One of the things I’ve valued most on Indie DB are all the tutorials and behind-the-scenes articles that talented developers are constantly sharing for the good of the community. That’s why we thought we’d share some of our earlier progress with the community to tie the ambition with something more tangible, and help show others wanting to do similar things how we started out this journey.
We started out with a basic platform consisting of a hex sphere where we planned to have the surface topography generated and overlaid on to a tile, so that each tile would represent a quantized region.
Each tile would then have an array of its immediate neighbors, with a mesh for any tile representing a continental area, with the oceans consisting of a sphere surrounding the entire planet. This seemed like a solid approach because we could then just rotate the continental meshes around the surface of the planet to simulate continental drift. As they’re naturally higher in elevation compared to the oceans, you could then just move them around through the water without having to adjust the oceans.
Unfortunately, this approach didn’t end up panning out as some obvious issues became apparent to us the further along we went. One problem ended up being that when you’d move a chunk of tile in one direction, the overall shape of the chunk would get warped. This is caused by the coordinate system of a tiled sphere not being Euclidean.
The warping effect is illustrated below:
Instead, we decided to go in a different direction, where the continents are the curved rectangular chunks of a sphere stretched out until the shape becomes round like a ball, in other words, a “cubesphere.” The heightmap would then define the terrain, which we originally thought we might sample from to make a Unity-terrain for closer views. An immediate concern to this approach would be that unlike our former hex tiling approach, the edges of the continents might look a bit jagged. One solution we quickly brainstormed is that sinking the edges beneath the ocean might hide this from view.

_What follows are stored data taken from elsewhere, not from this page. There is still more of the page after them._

//! ScholarNet
//!
//! Schema-tolerant lookup of faculty members and their publication/keyword
//! neighborhood in an academic knowledge graph.
//!
//! # Architecture
//!
//! - `graph`: in-memory property graph used by the embedded store
//! - `query`: structured read queries, rendered to Cypher or evaluated in memory
//! - `store`: connection seam implemented by the SDK (embedded and Neo4j HTTP)
//! - `config`: resolver bounds and the naming conventions to try
//! - `resolver`: query ladders, fuzzy name resolution, neighborhood assembly
//!   and suggestions
//!
//! ## Example Usage
//!
//! ```rust
//! use scholarnet::graph::{GraphStore, Label};
//!
//! let mut store = GraphStore::new();
//! let jane = store.create_node("FACULTY");
//! let paper = store.create_node("PUBLICATION");
//!
//! if let Some(node) = store.get_node_mut(jane) {
//!     node.set_property("name", "Jane Doe");
//! }
//! store.create_edge(jane, paper, "PUBLISH").unwrap();
//!
//! assert_eq!(store.get_nodes_by_label(&Label::new("FACULTY")).len(), 1);
//! ```

#![allow(missing_docs)]
#![warn(clippy::all)]

pub mod config;
pub mod graph;
pub mod query;
pub mod resolver;
pub mod store;

// Re-export main types for convenience
pub use graph::{
    Edge, EdgeId, EdgeType, GraphError, GraphResult, GraphStore, Label, Node, NodeId, PropertyMap, PropertyValue,
};

pub use query::{GraphQuery, NameMatch, QueryEngine, QueryError, QueryResult};

pub use store::{ConnectionFactory, GraphConnection, StoreError, StoreResult};

pub use config::{ConfigError, ConfigResult, ResolverConfig, SchemaProfile};

pub use resolver::{
    Entity, EntityProfile, LookupEvent, LookupObserver, LookupOutcome, LookupPhase, Neighborhood, NeighborhoodView,
    PrimaryItem, RelatedItem, Resolution, ResolveError, ResolveResult, Resolver, SchemaSnapshot, SuggestionKind,
    SuggestionSet, TracingObserver, ValidationError,
};

/// Version information
pub const VERSION: &str = env!("CARGO_PKG_VERSION");

/// Get version string
pub fn version() -> &'static str {
    VERSION
}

An initial “cubesphere” was created:
Here, the radius is variable and you can specify the resolution, aka “number of squares” within the 6 main faces of the sphere. The idea behind this is to create a gameobject with a nodescript for each individual square, assign its four immediate neighbors, and put a terrain on it. Continents would then consist of a group of nodes all interconnected.
The highest feasible number of squares per face ended up being 100 x 100 squares. Unity’s current limit is 6500 verts per mesh, so considering that each continent would be created as its own mesh, that would make the theoretical upper limit per continent about 1600 squares.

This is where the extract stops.